How do you stop outgoing spam?

Joel Baker lucifer at lightbearer.com
Thu Sep 12 00:37:33 UTC 2002


On Wed, Sep 11, 2002 at 11:56:32PM +0200, Brad Knowles wrote:
>
> 	There are also cards which don't properly authorize immediately, 
> but the other way -- they are valid, the person presenting it really 
> is the legal owner, there is plenty of available credit, but when you 
> try to place a charge or a hold, it is refused.  I have another card 
> like this myself.
> 
> 	As a CyberCafe operator, how do you deal with a situation where 
> someone has only one card and it won't authorize?

Depends on the relative costs. See below.

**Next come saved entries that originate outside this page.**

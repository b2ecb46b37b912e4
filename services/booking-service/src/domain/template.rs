use chrono::{DateTime, NaiveDate, NaiveTime, Utc};
use serde::{Deserialize, Serialize};
use shared::utils::validation::{is_valid_day_of_week, is_valid_wall_clock_window, parse_wall_clock};
use utoipa::ToSchema;
use validator::{Validate, ValidationError};

// Recurring weekly rule milik specialist
#[derive(Debug, Clone, Serialize, Deserialize, sqlx::FromRow, ToSchema)]
pub struct ScheduleTemplate {
    pub id: i32,
    pub specialist_id: i32,
    /// 0 = Monday ... 6 = Sunday
    pub day_of_week: i16,
    #[schema(example = "09:00")]
    pub start_time: String,
    #[schema(example = "17:00")]
    pub end_time: String,
    pub slot_duration_minutes: i32,
    pub is_active: bool,
    pub created_at: DateTime<Utc>,
    pub updated_at: DateTime<Utc>,
}

impl ScheduleTemplate {
    // Parse window jam template, None kalau format rusak atau start >= end
    pub fn window(&self) -> Option<(NaiveTime, NaiveTime)> {
        let start = parse_wall_clock(&self.start_time)?;
        let end = parse_wall_clock(&self.end_time)?;
        (start < end).then_some((start, end))
    }
}

// validator mengirim field Copy by value
fn validate_day(day: i16) -> Result<(), ValidationError> {
    if is_valid_day_of_week(day) {
        Ok(())
    } else {
        Err(ValidationError::new("day_of_week_out_of_range"))
    }
}

fn validate_wall_clock(value: &str) -> Result<(), ValidationError> {
    parse_wall_clock(value)
        .map(|_| ())
        .ok_or_else(|| ValidationError::new("invalid_wall_clock"))
}

// Cross-field check: start harus sebelum end
fn check_window(start: &str, end: &str) -> Result<(), ValidationError> {
    if is_valid_wall_clock_window(start, end) {
        Ok(())
    } else {
        Err(ValidationError::new("start_time_must_be_before_end_time"))
    }
}

// Request untuk create template
#[derive(Debug, Deserialize, Validate, ToSchema)]
#[validate(schema(function = "validate_create_window"))]
pub struct CreateTemplateRequest {
    #[validate(custom(function = "validate_day"))]
    #[schema(example = 0)]
    pub day_of_week: i16,

    #[validate(custom(function = "validate_wall_clock"))]
    #[schema(example = "09:00")]
    pub start_time: String,

    #[validate(custom(function = "validate_wall_clock"))]
    #[schema(example = "12:00")]
    pub end_time: String,

    #[validate(range(min = 1, max = 1440))]
    #[schema(example = 30)]
    pub slot_duration_minutes: i32,

    pub is_active: Option<bool>,
}

fn validate_create_window(req: &CreateTemplateRequest) -> Result<(), ValidationError> {
    check_window(&req.start_time, &req.end_time)
}

// Request untuk update template, semua field optional
#[derive(Debug, Deserialize, Validate, ToSchema)]
pub struct UpdateTemplateRequest {
    #[validate(custom(function = "validate_day"))]
    pub day_of_week: Option<i16>,

    #[validate(custom(function = "validate_wall_clock"))]
    pub start_time: Option<String>,

    #[validate(custom(function = "validate_wall_clock"))]
    pub end_time: Option<String>,

    #[validate(range(min = 1, max = 1440))]
    pub slot_duration_minutes: Option<i32>,

    pub is_active: Option<bool>,
}

impl UpdateTemplateRequest {
    // Gabung perubahan dengan template lama lalu cek ulang window-nya
    pub fn apply_to(&self, current: &ScheduleTemplate) -> Result<TemplateChanges, String> {
        let changes = TemplateChanges {
            day_of_week: self.day_of_week.unwrap_or(current.day_of_week),
            start_time: self.start_time.clone().unwrap_or_else(|| current.start_time.clone()),
            end_time: self.end_time.clone().unwrap_or_else(|| current.end_time.clone()),
            slot_duration_minutes: self.slot_duration_minutes.unwrap_or(current.slot_duration_minutes),
            is_active: self.is_active.unwrap_or(current.is_active),
        };

        check_window(&changes.start_time, &changes.end_time)
            .map_err(|_| "start_time must be before end_time".to_string())?;

        Ok(changes)
    }
}

// Nilai final template setelah merge update
#[derive(Debug, Clone, PartialEq)]
pub struct TemplateChanges {
    pub day_of_week: i16,
    pub start_time: String,
    pub end_time: String,
    pub slot_duration_minutes: i32,
    pub is_active: bool,
}

// Range tanggal (inclusive) untuk generate slot
#[derive(Debug, Clone, Copy, Deserialize, ToSchema)]
pub struct GenerateSlotsRequest {
    #[schema(example = "2026-11-01")]
    pub start_date: NaiveDate,
    #[schema(example = "2026-11-30")]
    pub end_date: NaiveDate,
}

#[derive(Debug, Clone, Copy, Serialize, ToSchema, PartialEq, Eq)]
pub struct GenerationReport {
    pub created: usize,
}

#[cfg(test)]
mod tests {
    use super::*;

    fn template(start: &str, end: &str) -> ScheduleTemplate {
        ScheduleTemplate {
            id: 1,
            specialist_id: 10,
            day_of_week: 6,
            start_time: start.to_string(),
            end_time: end.to_string(),
            slot_duration_minutes: 30,
            is_active: true,
            created_at: Utc::now(),
            updated_at: Utc::now(),
        }
    }

    #[test]
    fn test_window_parsing() {
        assert!(template("09:00", "10:00").window().is_some());
        assert!(template("09:00:00", "10:00:00").window().is_some());
        assert!(template("10:00", "09:00").window().is_none());
        assert!(template("nine", "10:00").window().is_none());
    }

    #[test]
    fn test_create_request_validation() {
        let ok = CreateTemplateRequest {
            day_of_week: 6,
            start_time: "09:00".to_string(),
            end_time: "10:00".to_string(),
            slot_duration_minutes: 30,
            is_active: None,
        };
        assert!(ok.validate().is_ok());

        let bad_day = CreateTemplateRequest { day_of_week: 7, ..ok_clone(&ok) };
        assert!(bad_day.validate().is_err());

        let bad_time = CreateTemplateRequest {
            start_time: "9am".to_string(),
            ..ok_clone(&ok)
        };
        assert!(bad_time.validate().is_err());

        let inverted = CreateTemplateRequest {
            start_time: "11:00".to_string(),
            ..ok_clone(&ok)
        };
        assert!(inverted.validate().is_err());

        let zero_duration = CreateTemplateRequest {
            slot_duration_minutes: 0,
            ..ok_clone(&ok)
        };
        assert!(zero_duration.validate().is_err());
    }

    fn ok_clone(req: &CreateTemplateRequest) -> CreateTemplateRequest {
        CreateTemplateRequest {
            day_of_week: req.day_of_week,
            start_time: req.start_time.clone(),
            end_time: req.end_time.clone(),
            slot_duration_minutes: req.slot_duration_minutes,
            is_active: req.is_active,
        }
    }

    #[test]
    fn test_update_merges_with_current() {
        let current = template("09:00", "12:00");
        let update = UpdateTemplateRequest {
            day_of_week: None,
            start_time: None,
            end_time: Some("10:00".to_string()),
            slot_duration_minutes: Some(15),
            is_active: Some(false),
        };

        let changes = update.apply_to(&current).unwrap();
        assert_eq!(changes.start_time, "09:00");
        assert_eq!(changes.end_time, "10:00");
        assert_eq!(changes.slot_duration_minutes, 15);
        assert!(!changes.is_active);

        let inverted = UpdateTemplateRequest {
            day_of_week: None,
            start_time: Some("13:00".to_string()),
            end_time: None,
            slot_duration_minutes: None,
            is_active: None,
        };
        assert!(inverted.apply_to(&current).is_err());
    }

    #[test]
    fn test_update_request_validates_optional_day() {
        let update = |day_of_week| UpdateTemplateRequest {
            day_of_week,
            start_time: None,
            end_time: None,
            slot_duration_minutes: None,
            is_active: None,
        };

        assert!(update(None).validate().is_ok());
        assert!(update(Some(6)).validate().is_ok());
        assert!(update(Some(7)).validate().is_err());
        assert!(update(Some(-1)).validate().is_err());
    }
}
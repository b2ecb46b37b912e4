use axum::{
    extract::rejection::{JsonRejection, PathRejection, QueryRejection},
    http::StatusCode,
    response::{IntoResponse, Response},
};
use shared::{models::error::ErrorBody, utils::auth::AuthRejection};
use std::fmt;
use thiserror::Error;

pub type AppResult<T = ()> = Result<T, AppError>;

const UNIQUE_VIOLATION: &str = "23505";

// Custom error type untuk chat service dengan response standardized
#[derive(Debug)]
pub enum AppError {
    DatabaseError(sqlx::Error),
    NotFound(String),
    Unauthorized(String),
    Forbidden(String),
    BadRequest(String),
    ValidationError(String),
    Conflict(String),
    InternalServer(String),
}

impl AppError {
    pub fn not_found(msg: impl Into<String>) -> Self {
        Self::NotFound(msg.into())
    }

    pub fn unauthorized(msg: impl Into<String>) -> Self {
        Self::Unauthorized(msg.into())
    }

    pub fn forbidden(msg: impl Into<String>) -> Self {
        Self::Forbidden(msg.into())
    }

    pub fn validation(msg: impl Into<String>) -> Self {
        Self::ValidationError(msg.into())
    }
}

/// Error di seam ChatStore
#[derive(Debug, Error)]
pub enum StoreError {
    #[error("database error: {0}")]
    Database(#[from] sqlx::Error),

    #[error("storage unavailable: {0}")]
    Unavailable(String),
}

impl From<sqlx::Error> for AppError {
    fn from(err: sqlx::Error) -> Self {
        match err {
            sqlx::Error::RowNotFound => AppError::NotFound("Data not found".to_string()),
            sqlx::Error::Database(ref db_err) if db_err.code().as_deref() == Some(UNIQUE_VIOLATION) => {
                tracing::warn!("Unique constraint violated: {}", db_err);
                AppError::Conflict("Resource already exists".to_string())
            }
            _ => AppError::DatabaseError(err),
        }
    }
}

impl From<StoreError> for AppError {
    fn from(err: StoreError) -> Self {
        match err {
            StoreError::Database(db) => AppError::from(db),
            StoreError::Unavailable(msg) => AppError::InternalServer(msg),
        }
    }
}

impl From<AuthRejection> for AppError {
    fn from(rejection: AuthRejection) -> Self {
        match rejection {
            AuthRejection::Unauthorized(msg) => AppError::Unauthorized(msg),
            AuthRejection::Forbidden(msg) => AppError::Forbidden(msg),
        }
    }
}

impl From<validator::ValidationErrors> for AppError {
    fn from(errors: validator::ValidationErrors) -> Self {
        AppError::ValidationError(errors.to_string())
    }
}

// Rejection extractor axum dibungkus jadi body { code, message }
impl From<JsonRejection> for AppError {
    fn from(rejection: JsonRejection) -> Self {
        match rejection {
            JsonRejection::JsonDataError(e) => AppError::ValidationError(e.body_text()),
            other => AppError::BadRequest(other.body_text()),
        }
    }
}

impl From<PathRejection> for AppError {
    fn from(rejection: PathRejection) -> Self {
        AppError::BadRequest(rejection.body_text())
    }
}

impl From<QueryRejection> for AppError {
    fn from(rejection: QueryRejection) -> Self {
        AppError::BadRequest(rejection.body_text())
    }
}

impl IntoResponse for AppError {
    fn into_response(self) -> Response {
        let (status, code, message) = match self {
            AppError::DatabaseError(err) => {
                tracing::error!("Database error: {:?}", err);
                (StatusCode::INTERNAL_SERVER_ERROR, "internal_error", "Internal storage error".to_string())
            }
            AppError::NotFound(msg) => (StatusCode::NOT_FOUND, "not_found", msg),
            AppError::Unauthorized(msg) => (StatusCode::UNAUTHORIZED, "unauthorized", msg),
            AppError::Forbidden(msg) => (StatusCode::FORBIDDEN, "forbidden", msg),
            AppError::BadRequest(msg) => (StatusCode::BAD_REQUEST, "bad_request", msg),
            AppError::ValidationError(msg) => {
                tracing::warn!("Validation error: {}", msg);
                (StatusCode::UNPROCESSABLE_ENTITY, "validation_error", msg)
            }
            AppError::Conflict(msg) => (StatusCode::CONFLICT, "conflict", msg),
            AppError::InternalServer(msg) => {
                tracing::error!("Internal server error: {}", msg);
                (StatusCode::INTERNAL_SERVER_ERROR, "internal_error", "Internal server error".to_string())
            }
        };

        ErrorBody::new(code, message).into_response_with(status)
    }
}

impl fmt::Display for AppError {
    fn fmt(&self, f: &mut fmt::Formatter<'_>) -> fmt::Result {
        match self {
            AppError::DatabaseError(err) => write!(f, "Database error: {}", err),
            AppError::NotFound(msg) => write!(f, "Not found: {}", msg),
            AppError::Unauthorized(msg) => write!(f, "Unauthorized: {}", msg),
            AppError::Forbidden(msg) => write!(f, "Forbidden: {}", msg),
            AppError::BadRequest(msg) => write!(f, "Bad request: {}", msg),
            AppError::ValidationError(msg) => write!(f, "Validation error: {}", msg),
            AppError::Conflict(msg) => write!(f, "Conflict: {}", msg),
            AppError::InternalServer(msg) => write!(f, "Internal server error: {}", msg),
        }
    }
}

impl std::error::Error for AppError {}

#[cfg(test)]
mod tests {
    use super::*;

    #[test]
    fn test_store_unavailable_is_opaque_500() {
        let response = AppError::from(StoreError::Unavailable("pool timed out".to_string())).into_response();
        assert_eq!(response.status(), StatusCode::INTERNAL_SERVER_ERROR);
    }

    #[test]
    fn test_auth_rejection_mapping() {
        let err = AppError::from(AuthRejection::Unauthorized("missing".to_string()));
        assert_eq!(err.into_response().status(), StatusCode::UNAUTHORIZED);
    }

    mod extractor_rejections {
        use crate::{domain::SendMessageRequest, domain::MessageQuery, error::AppError};
        use axum::{
            body::{to_bytes, Body},
            extract::{Path, Query},
            http::{header, Request, StatusCode},
            routing::{get, post},
            Json, Router,
        };
        use axum_extra::extract::WithRejection;
        use shared::models::error::ErrorBody;
        use tower::ServiceExt;

        async fn send_message(
            WithRejection(Path(id), _): WithRejection<Path<i32>, AppError>,
            WithRejection(Json(request), _): WithRejection<Json<SendMessageRequest>, AppError>,
        ) -> String {
            format!("{} {}", id, request.content)
        }

        async fn messages(
            WithRejection(Query(page), _): WithRejection<Query<MessageQuery>, AppError>,
        ) -> String {
            page.limit().to_string()
        }

        fn router() -> Router {
            Router::new()
                .route("/conversations/{id}/messages", post(send_message))
                .route("/messages", get(messages))
        }

        async fn send(request: Request<Body>) -> (StatusCode, ErrorBody) {
            let response = router().oneshot(request).await.unwrap();
            let status = response.status();
            let bytes = to_bytes(response.into_body(), usize::MAX).await.unwrap();
            let body: ErrorBody = serde_json::from_slice(&bytes).expect("error body must be JSON");
            (status, body)
        }

        #[tokio::test]
        async fn test_wrong_field_type_is_json_validation_error() {
            let request = Request::post("/conversations/1/messages")
                .header(header::CONTENT_TYPE, "application/json")
                .body(Body::from(r#"{"content": 42}"#))
                .unwrap();
            let (status, body) = send(request).await;
            assert_eq!(status, StatusCode::UNPROCESSABLE_ENTITY);
            assert_eq!(body.code, "validation_error");
        }

        #[tokio::test]
        async fn test_non_numeric_conversation_id_is_bad_request() {
            let request = Request::post("/conversations/abc/messages")
                .header(header::CONTENT_TYPE, "application/json")
                .body(Body::from(r#"{"content": "halo"}"#))
                .unwrap();
            let (status, body) = send(request).await;
            assert_eq!(status, StatusCode::BAD_REQUEST);
            assert_eq!(body.code, "bad_request");
        }

        #[tokio::test]
        async fn test_invalid_pagination_is_bad_request() {
            let request = Request::get("/messages?limit=banyak").body(Body::empty()).unwrap();
            let (status, body) = send(request).await;
            assert_eq!(status, StatusCode::BAD_REQUEST);
            assert_eq!(body.code, "bad_request");
        }
    }
}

> > If customers don't want to use charge cards, they can require
> > a large cash deposit up-front,
> 
> 	How large?  How far are you willing to go while you keep losing 
> 	business?

That depends - how long will you bet able to get an upstream which doesn't
cancel your service for failure to deal with the problem? That, more than
anything, is the opposite pressure cost - if it costs these places less
to allow spam than to prohibit it, because nobody whacks them with an AUP
saying "your efforts are insufficient", well, they're a business - they'll
go with what's cheaper.

> >                                just like the video rental
> > stores do if you try to get a membership without a charge card.
> 
> 	Really?  I've never seen that kind of behaviour here.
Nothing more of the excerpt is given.